What to work on
An identical copy of all the entries is the required result.

The input
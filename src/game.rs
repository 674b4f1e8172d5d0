//! Self-play driver
//!
//! Runs two agents against each other until neither side can move. Mostly
//! useful for the CLI and for exercising the engine end to end.

use std::fmt;

use tracing::{debug, info};

use crate::agent::Agent;
use crate::board::{Board, Move, Side};
use crate::engine::SearchType;
use crate::error::{EngineError, EngineResult};
use crate::rules::{is_game_over, winner, Position};

/// One entry in the game log
#[derive(Debug, Clone, Copy, PartialEq, Eq)]
pub enum Turn {
    Play {
        side: Side,
        mv: Move,
        score: i32,
        search_type: SearchType,
    },
    /// Side had no legal move
    Pass(Side),
}

impl fmt::Display for Turn {
    fn fmt(&self, f: &mut fmt::Formatter<'_>) -> fmt::Result {
        match self {
            Turn::Play { side, mv, .. } => write!(f, "{side} {mv}"),
            Turn::Pass(side) => write!(f, "{side} pass"),
        }
    }
}

/// Finished game
#[derive(Debug, Clone)]
pub struct GameRecord {
    pub turns: Vec<Turn>,
    pub final_board: Board,
    /// `None` on a draw
    pub winner: Option<Side>,
    pub black_discs: u32,
    pub white_discs: u32,
}

impl GameRecord {
    /// Number of discs placed during the game
    pub fn moves_played(&self) -> usize {
        self.turns
            .iter()
            .filter(|turn| matches!(turn, Turn::Play { .. }))
            .count()
    }
}

/// Play `black` against `white` from `start`, Black moving first.
///
/// A side without a legal move passes. The game ends when neither side can
/// move.
pub fn play_game(black: &mut Agent, white: &mut Agent, start: Board) -> EngineResult<GameRecord> {
    check_side(black, Side::Black)?;
    check_side(white, Side::White)?;

    let mut board = start;
    let mut to_move = Side::Black;
    let mut turns = Vec::new();

    while !is_game_over(&board) {
        if !board.has_legal_move(to_move) {
            let turn = Turn::Pass(to_move);
            debug!(%turn, "turn");
            turns.push(turn);
            to_move = to_move.other();
            continue;
        }

        let agent = match to_move {
            Side::Black => &mut *black,
            Side::White => &mut *white,
        };
        let result = agent.select_move_with_stats(&board)?;
        board = board.apply_move(to_move, result.best_move)?;
        let turn = Turn::Play {
            side: to_move,
            mv: result.best_move,
            score: result.score,
            search_type: result.search_type,
        };
        debug!(%turn, score = result.score, "turn");
        turns.push(turn);
        to_move = to_move.other();
    }

    let record = GameRecord {
        turns,
        final_board: board,
        winner: winner(&board),
        black_discs: board.count(Side::Black),
        white_discs: board.count(Side::White),
    };
    info!(
        black = record.black_discs,
        white = record.white_discs,
        winner = ?record.winner,
        empty = board.empty_count(),
        moves = record.moves_played(),
        "game over"
    );
    Ok(record)
}

fn check_side(agent: &Agent, expected: Side) -> EngineResult<()> {
    if agent.side() != expected {
        return Err(EngineError::SideMismatch {
            expected,
            got: agent.side(),
        });
    }
    Ok(())
}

Task solution
filename src/game.rs
repository 674b4f1e8172d5d0
//! Self-play driver
//!
//! Runs two agents against each other until neither side can move. Mostly
//! useful for the CLI and for exercising the engine end to end.

use std::fmt;

use tracing::{debug, info};

use crate::agent::Agent;
use crate::board::{Board, Move, Side};
use crate::engine::SearchType;
use crate::error::{EngineError, EngineResult};
use crate::rules::{is_game_over, winner, Position};

/// One entry in the game log
#[derive(Debug, Clone, Copy, PartialEq, Eq)]
pub enum Turn {
    Play {
        side: Side,
        mv: Move,
        score: i32,
        search_type: SearchType,
    },
    /// Side had no legal move
    Pass(Side),
}

impl fmt::Display for Turn {
    fn fmt(&self, f: &mut fmt::Formatter<'_>) -> fmt::Result {
        match self {
            Turn::Play { side, mv, .. } => write!(f, "{side} {mv}"),
            Turn::Pass(side) => write!(f, "{side} pass"),
        }
    }
}

/// Finished game
#[derive(Debug, Clone)]
pub struct GameRecord {
    pub turns: Vec<Turn>,
    pub final_board: Board,
    /// `None` on a draw
    pub winner: Option<Side>,
    pub black_discs: u32,
    pub white_discs: u32,
}

impl GameRecord {
    /// Number of discs placed during the game
    pub fn moves_played(&self) -> usize {
        self.turns
            .iter()
            .filter(|turn| matches!(turn, Turn::Play { .. }))
            .count()
    }
}

/// Play `black` against `white` from `start`, Black moving first.
///
/// A side without a legal move passes. The game ends when neither side can
/// move.
pub fn play_game(black: &mut Agent, white: &mut Agent, start: Board) -> EngineResult<GameRecord> {
    check_side(black, Side::Black)?;
    check_side(white, Side::White)?;

    let mut board = start;
    let mut to_move = Side::Black;
    let mut turns = Vec::new();

    while !is_game_over(&board) {
        if !board.has_legal_move(to_move) {
            let turn = Turn::Pass(to_move);
            debug!(%turn, "turn");
            turns.push(turn);
            to_move = to_move.other();
            continue;
        }

        let agent = match to_move {
            Side::Black => &mut *black,
            Side::White => &mut *white,
        };
        let result = agent.select_move_with_stats(&board)?;
        board = board.apply_move(to_move, result.best_move)?;
        let turn = Turn::Play {
            side: to_move,
            mv: result.best_move,
            score: result.score,
            search_type: result.search_type,
        };
        debug!(%turn, score = result.score, "turn");
        turns.push(turn);
        to_move = to_move.other();
    }

    let record = GameRecord {
        turns,
        final_board: board,
        winner: winner(&board),
        black_discs: board.count(Side::Black),
        white_discs: board.count(Side::White),
    };
    info!(
        black = record.black_discs,
        white = record.white_discs,
        winner = ?record.winner,
        empty = board.empty_count(),
        moves = record.moves_played(),
        "game over"
    );
    Ok(record)
}

fn check_side(agent: &Agent, expected: Side) -> EngineResult<()> {
    if agent.side() != expected {
        return Err(EngineError::SideMismatch {
            expected,
            got: agent.side(),
        });
    }
    Ok(())
}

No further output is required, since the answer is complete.